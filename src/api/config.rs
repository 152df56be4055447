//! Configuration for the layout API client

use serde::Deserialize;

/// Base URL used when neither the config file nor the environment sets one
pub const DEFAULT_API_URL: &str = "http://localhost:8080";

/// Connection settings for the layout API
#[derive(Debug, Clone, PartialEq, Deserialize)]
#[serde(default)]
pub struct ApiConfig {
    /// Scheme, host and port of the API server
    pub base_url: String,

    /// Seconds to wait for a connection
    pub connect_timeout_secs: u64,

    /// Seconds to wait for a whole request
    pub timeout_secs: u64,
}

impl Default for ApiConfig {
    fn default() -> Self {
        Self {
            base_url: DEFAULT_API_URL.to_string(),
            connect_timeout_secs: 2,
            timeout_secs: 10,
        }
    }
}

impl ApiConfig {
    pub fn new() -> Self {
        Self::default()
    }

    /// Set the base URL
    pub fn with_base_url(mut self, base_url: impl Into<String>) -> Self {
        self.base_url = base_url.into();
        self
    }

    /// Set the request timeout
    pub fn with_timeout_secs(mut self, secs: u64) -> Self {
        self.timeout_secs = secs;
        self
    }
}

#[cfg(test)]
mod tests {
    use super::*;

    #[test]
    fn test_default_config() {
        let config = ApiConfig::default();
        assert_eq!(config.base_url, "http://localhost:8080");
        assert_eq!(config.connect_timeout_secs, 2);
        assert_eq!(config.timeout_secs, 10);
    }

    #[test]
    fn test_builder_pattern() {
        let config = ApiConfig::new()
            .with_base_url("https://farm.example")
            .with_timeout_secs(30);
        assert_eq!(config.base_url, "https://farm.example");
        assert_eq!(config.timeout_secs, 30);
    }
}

* * * * *

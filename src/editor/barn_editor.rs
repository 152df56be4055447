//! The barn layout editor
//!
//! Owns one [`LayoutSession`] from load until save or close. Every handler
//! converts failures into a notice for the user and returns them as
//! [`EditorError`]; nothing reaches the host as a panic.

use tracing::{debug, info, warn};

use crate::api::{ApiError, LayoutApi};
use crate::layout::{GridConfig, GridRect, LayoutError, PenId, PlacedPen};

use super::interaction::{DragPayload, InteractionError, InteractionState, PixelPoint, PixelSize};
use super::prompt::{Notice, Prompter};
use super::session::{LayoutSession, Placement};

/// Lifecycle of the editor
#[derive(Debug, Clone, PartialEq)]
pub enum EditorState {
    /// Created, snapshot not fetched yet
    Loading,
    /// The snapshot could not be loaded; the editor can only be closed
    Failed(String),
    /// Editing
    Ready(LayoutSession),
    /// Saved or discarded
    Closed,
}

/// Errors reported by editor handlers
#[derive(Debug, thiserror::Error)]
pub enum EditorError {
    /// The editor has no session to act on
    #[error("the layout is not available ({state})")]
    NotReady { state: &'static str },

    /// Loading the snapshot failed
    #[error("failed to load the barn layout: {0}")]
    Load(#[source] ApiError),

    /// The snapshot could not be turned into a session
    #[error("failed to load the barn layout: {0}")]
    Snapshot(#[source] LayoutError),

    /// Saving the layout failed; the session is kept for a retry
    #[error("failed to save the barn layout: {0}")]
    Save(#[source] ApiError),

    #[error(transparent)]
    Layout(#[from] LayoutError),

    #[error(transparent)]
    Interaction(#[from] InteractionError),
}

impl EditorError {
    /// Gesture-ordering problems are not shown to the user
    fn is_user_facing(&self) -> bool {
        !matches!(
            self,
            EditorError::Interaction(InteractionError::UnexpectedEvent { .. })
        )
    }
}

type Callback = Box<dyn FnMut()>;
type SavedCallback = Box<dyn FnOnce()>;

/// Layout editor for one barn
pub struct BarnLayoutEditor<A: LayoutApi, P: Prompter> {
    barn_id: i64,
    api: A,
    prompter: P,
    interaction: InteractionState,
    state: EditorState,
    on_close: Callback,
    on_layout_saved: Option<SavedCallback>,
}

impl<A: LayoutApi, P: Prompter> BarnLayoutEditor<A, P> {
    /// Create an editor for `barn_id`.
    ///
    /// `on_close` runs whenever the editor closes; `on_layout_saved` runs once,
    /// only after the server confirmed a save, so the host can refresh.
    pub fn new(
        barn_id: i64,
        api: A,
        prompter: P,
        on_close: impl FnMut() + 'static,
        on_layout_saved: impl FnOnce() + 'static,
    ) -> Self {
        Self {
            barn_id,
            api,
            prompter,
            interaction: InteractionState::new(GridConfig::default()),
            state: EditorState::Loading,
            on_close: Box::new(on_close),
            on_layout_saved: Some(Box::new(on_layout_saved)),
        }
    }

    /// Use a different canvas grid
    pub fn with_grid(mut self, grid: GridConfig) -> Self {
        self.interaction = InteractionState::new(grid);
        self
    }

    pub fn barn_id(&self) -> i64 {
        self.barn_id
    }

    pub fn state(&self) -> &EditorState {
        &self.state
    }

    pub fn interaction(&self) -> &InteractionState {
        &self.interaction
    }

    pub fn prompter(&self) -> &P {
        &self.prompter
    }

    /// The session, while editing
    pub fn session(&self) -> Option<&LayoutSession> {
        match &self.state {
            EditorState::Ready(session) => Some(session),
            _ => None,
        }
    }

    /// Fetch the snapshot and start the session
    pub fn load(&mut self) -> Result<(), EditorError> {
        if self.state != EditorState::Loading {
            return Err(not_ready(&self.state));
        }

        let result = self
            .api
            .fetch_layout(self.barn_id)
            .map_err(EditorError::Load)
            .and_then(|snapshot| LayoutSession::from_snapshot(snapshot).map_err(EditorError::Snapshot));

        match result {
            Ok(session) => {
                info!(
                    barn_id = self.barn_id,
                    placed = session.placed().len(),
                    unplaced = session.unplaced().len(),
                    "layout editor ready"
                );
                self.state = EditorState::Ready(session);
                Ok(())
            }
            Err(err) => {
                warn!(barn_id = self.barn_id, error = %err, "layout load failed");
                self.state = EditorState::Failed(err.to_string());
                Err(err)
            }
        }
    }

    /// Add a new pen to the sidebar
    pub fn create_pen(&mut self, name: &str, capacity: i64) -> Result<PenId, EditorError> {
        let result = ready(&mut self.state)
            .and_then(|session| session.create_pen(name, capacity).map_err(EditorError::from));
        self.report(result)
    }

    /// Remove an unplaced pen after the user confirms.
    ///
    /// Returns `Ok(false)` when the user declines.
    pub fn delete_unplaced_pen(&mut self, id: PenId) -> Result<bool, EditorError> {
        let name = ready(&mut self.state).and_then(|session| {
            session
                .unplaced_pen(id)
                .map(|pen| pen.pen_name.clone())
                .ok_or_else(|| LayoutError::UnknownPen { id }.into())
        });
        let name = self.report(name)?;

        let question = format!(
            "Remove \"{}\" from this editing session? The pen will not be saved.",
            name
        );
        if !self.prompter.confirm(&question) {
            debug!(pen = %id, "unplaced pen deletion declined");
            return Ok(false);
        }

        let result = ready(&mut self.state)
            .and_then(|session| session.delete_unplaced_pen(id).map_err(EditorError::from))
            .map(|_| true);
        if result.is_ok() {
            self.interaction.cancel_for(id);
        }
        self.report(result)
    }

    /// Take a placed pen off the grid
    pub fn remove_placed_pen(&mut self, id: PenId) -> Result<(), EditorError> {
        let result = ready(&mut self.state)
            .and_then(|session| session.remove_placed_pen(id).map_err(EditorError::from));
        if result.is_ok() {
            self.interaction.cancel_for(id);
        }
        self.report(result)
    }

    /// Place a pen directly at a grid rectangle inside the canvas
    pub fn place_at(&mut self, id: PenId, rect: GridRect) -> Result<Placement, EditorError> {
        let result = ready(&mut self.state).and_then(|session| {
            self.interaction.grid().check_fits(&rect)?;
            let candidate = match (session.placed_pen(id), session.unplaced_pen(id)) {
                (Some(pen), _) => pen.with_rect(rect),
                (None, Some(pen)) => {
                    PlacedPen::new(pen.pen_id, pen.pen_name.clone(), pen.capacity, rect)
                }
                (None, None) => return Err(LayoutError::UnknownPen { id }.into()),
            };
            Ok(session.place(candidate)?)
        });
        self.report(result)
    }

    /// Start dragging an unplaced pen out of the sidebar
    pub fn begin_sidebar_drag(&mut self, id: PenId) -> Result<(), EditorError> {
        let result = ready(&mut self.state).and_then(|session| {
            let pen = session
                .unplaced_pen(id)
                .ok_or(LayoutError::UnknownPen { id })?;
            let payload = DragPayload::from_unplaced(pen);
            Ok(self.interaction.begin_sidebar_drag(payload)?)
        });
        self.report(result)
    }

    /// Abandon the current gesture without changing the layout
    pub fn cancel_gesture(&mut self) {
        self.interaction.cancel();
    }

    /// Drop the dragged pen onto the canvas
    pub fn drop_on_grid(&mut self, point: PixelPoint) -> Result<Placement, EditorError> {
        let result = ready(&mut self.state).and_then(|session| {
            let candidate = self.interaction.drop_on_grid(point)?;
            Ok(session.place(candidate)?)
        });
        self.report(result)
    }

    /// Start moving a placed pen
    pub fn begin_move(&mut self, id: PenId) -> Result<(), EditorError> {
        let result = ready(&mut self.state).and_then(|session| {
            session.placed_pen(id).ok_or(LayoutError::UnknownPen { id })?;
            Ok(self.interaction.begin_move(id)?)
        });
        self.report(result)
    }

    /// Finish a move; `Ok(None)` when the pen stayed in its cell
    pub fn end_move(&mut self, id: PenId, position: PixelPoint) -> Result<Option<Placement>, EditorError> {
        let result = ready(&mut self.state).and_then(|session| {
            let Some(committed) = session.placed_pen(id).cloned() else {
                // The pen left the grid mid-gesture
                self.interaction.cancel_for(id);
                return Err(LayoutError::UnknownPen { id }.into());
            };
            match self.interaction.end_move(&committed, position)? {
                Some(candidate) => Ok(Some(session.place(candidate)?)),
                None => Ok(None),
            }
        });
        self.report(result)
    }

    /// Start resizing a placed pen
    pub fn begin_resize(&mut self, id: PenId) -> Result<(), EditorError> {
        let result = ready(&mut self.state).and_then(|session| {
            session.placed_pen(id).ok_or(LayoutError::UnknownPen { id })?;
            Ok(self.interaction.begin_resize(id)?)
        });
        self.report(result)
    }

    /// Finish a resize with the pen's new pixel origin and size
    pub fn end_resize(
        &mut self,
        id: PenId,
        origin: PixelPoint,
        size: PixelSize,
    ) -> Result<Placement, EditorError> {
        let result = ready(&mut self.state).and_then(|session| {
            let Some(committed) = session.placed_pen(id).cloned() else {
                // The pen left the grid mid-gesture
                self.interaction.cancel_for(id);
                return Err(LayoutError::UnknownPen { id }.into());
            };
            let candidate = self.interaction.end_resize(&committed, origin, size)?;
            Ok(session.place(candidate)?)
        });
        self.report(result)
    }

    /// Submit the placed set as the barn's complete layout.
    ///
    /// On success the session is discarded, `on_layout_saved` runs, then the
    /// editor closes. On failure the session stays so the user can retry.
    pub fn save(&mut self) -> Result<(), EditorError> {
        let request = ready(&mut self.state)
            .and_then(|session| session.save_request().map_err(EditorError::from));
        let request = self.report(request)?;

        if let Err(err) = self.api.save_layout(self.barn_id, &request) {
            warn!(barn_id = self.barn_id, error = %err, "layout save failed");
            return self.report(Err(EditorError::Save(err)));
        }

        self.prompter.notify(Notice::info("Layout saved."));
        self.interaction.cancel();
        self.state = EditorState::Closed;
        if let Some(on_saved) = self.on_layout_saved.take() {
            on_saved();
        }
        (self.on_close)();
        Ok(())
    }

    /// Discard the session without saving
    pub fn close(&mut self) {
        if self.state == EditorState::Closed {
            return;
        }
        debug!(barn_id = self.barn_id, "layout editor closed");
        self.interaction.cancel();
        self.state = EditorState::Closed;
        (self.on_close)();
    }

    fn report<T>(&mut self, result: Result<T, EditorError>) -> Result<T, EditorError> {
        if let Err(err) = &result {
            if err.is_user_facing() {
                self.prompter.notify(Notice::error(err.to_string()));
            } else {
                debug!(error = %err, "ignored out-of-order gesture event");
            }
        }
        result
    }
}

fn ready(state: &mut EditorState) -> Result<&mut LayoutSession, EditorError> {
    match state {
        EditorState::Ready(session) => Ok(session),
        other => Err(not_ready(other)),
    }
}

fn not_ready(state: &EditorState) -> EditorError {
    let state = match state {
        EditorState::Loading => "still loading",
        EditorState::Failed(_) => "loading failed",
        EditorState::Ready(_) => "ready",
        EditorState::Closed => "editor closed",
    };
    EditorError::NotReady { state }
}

* * * * *

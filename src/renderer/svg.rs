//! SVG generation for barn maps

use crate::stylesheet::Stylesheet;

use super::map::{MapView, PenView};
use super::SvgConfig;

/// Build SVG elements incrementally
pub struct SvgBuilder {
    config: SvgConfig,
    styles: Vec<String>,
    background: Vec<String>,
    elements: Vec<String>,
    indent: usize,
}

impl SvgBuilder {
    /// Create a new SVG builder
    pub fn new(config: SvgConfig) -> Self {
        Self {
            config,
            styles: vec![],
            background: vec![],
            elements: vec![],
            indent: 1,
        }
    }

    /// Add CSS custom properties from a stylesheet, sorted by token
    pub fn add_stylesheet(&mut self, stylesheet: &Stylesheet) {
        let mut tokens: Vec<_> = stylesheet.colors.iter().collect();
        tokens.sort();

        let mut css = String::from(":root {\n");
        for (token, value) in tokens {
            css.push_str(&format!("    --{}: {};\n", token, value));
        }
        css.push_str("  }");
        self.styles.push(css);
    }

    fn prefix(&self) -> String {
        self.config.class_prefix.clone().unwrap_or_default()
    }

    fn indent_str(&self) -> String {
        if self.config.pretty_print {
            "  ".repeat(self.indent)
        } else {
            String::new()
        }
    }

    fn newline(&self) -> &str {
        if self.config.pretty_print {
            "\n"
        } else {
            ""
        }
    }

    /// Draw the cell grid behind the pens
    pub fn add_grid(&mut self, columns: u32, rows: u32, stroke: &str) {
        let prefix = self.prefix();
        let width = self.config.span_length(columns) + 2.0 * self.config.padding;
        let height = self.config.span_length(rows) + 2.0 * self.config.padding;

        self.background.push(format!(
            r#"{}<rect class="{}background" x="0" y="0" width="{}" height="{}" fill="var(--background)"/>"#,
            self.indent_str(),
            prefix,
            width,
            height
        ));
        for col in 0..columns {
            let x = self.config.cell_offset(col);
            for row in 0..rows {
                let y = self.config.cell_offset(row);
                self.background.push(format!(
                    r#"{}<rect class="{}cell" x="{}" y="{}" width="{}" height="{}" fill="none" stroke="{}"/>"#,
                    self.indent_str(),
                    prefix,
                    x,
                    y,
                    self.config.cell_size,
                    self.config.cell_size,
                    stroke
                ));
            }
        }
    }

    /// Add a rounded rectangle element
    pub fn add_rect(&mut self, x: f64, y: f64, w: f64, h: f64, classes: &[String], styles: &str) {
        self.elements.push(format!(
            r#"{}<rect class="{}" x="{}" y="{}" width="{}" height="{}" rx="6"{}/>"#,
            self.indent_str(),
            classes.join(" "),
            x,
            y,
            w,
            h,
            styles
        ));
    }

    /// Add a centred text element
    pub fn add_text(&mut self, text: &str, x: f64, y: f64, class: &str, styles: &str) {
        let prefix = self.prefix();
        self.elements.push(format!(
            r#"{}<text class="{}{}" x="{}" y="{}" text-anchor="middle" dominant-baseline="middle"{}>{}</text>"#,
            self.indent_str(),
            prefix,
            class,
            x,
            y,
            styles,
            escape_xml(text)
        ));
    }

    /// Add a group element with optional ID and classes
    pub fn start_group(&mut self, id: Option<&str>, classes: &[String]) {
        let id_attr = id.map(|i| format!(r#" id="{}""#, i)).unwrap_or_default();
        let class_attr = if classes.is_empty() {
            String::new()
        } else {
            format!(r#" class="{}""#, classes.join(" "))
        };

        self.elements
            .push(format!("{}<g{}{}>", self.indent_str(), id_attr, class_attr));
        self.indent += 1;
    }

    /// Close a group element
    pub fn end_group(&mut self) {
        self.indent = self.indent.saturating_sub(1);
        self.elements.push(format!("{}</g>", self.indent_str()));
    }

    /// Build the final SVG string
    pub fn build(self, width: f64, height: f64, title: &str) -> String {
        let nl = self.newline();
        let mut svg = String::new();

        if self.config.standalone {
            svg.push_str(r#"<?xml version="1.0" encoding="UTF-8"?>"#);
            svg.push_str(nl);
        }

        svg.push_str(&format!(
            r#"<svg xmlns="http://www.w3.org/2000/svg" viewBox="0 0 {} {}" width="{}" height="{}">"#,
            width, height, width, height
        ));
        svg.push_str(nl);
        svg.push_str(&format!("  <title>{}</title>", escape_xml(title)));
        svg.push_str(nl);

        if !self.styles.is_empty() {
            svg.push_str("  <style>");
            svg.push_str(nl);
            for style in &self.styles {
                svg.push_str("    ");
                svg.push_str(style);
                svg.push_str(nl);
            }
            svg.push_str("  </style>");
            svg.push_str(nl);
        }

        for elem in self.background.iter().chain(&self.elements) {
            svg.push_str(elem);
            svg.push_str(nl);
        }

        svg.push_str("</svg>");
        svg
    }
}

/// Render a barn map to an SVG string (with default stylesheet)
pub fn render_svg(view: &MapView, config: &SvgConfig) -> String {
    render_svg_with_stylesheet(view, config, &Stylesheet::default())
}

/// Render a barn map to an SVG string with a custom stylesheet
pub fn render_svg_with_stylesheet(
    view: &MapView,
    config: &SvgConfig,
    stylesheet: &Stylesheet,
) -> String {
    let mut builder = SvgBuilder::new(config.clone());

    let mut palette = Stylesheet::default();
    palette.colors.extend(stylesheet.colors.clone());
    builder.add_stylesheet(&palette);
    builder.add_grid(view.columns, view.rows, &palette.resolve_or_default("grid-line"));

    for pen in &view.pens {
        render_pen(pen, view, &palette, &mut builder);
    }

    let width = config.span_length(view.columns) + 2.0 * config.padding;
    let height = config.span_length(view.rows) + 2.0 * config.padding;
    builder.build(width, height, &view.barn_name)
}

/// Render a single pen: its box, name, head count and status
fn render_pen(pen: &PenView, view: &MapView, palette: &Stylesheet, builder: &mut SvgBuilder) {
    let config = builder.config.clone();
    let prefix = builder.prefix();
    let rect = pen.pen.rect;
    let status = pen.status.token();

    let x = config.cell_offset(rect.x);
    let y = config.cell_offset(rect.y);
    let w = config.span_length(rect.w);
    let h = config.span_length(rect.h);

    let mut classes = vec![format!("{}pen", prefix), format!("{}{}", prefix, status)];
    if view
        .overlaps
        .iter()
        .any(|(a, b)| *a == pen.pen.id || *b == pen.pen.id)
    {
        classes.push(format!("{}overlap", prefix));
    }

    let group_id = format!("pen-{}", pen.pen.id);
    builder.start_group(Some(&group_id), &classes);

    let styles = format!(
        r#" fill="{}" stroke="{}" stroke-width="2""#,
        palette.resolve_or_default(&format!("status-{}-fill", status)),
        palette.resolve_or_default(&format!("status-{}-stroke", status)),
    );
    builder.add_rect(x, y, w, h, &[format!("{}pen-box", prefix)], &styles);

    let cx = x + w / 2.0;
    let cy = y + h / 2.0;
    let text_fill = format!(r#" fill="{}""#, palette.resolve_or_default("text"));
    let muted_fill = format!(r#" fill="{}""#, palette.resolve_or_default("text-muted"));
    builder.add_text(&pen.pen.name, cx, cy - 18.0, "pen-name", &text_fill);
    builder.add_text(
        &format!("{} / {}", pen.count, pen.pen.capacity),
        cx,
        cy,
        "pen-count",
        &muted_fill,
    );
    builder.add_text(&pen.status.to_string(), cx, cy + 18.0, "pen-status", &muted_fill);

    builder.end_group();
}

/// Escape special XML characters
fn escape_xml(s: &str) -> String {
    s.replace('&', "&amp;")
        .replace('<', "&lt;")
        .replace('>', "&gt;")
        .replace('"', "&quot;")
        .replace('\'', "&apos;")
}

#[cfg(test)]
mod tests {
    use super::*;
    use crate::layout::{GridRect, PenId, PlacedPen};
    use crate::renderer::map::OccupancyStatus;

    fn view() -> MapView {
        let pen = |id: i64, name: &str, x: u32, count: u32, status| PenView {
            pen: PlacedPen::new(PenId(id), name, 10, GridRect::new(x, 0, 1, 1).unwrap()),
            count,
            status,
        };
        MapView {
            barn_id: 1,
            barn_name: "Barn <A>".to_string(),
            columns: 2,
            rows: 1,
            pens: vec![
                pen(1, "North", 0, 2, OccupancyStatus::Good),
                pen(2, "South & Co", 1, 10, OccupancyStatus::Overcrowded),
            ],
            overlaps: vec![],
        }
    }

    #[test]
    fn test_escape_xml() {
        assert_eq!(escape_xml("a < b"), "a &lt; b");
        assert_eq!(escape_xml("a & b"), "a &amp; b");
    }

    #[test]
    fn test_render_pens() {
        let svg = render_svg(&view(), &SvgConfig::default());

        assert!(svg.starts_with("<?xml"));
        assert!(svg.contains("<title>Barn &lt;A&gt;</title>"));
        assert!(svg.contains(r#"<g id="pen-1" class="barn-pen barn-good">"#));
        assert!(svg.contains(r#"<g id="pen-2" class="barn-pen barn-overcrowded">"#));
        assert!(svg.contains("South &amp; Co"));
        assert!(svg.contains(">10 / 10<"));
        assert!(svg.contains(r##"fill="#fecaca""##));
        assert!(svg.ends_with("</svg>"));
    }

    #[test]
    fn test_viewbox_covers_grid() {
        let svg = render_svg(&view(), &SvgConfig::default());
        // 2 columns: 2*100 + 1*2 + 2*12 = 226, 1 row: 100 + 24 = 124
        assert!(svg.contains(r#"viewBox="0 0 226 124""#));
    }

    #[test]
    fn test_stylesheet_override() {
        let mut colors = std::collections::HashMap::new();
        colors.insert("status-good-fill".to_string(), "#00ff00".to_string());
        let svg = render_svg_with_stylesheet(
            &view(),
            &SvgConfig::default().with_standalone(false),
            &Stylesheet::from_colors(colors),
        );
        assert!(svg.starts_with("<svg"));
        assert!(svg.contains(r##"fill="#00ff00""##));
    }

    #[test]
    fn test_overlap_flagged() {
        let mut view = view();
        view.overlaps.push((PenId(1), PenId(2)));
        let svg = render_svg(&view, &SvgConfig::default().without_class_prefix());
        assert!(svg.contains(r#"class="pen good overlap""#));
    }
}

* * * * *

▶ _WHAT THIS TASK INVOLVES_
For this exercise, repeat exactly the lines of the data above from the one with "filename src/api/config.rs" down to the one with "for a connection", both end lines included.

▶ _SOLUTION BELOW_
filename src/api/config.rs
repository 152df56be4055447
//! Configuration for the layout API client

use serde::Deserialize;

/// Base URL used when neither the config file nor the environment sets one
pub const DEFAULT_API_URL: &str = "http://localhost:8080";

/// Connection settings for the layout API
#[derive(Debug, Clone, PartialEq, Deserialize)]
#[serde(default)]
pub struct ApiConfig {
    /// Scheme, host and port of the API server
    pub base_url: String,

    /// Seconds to wait for a connection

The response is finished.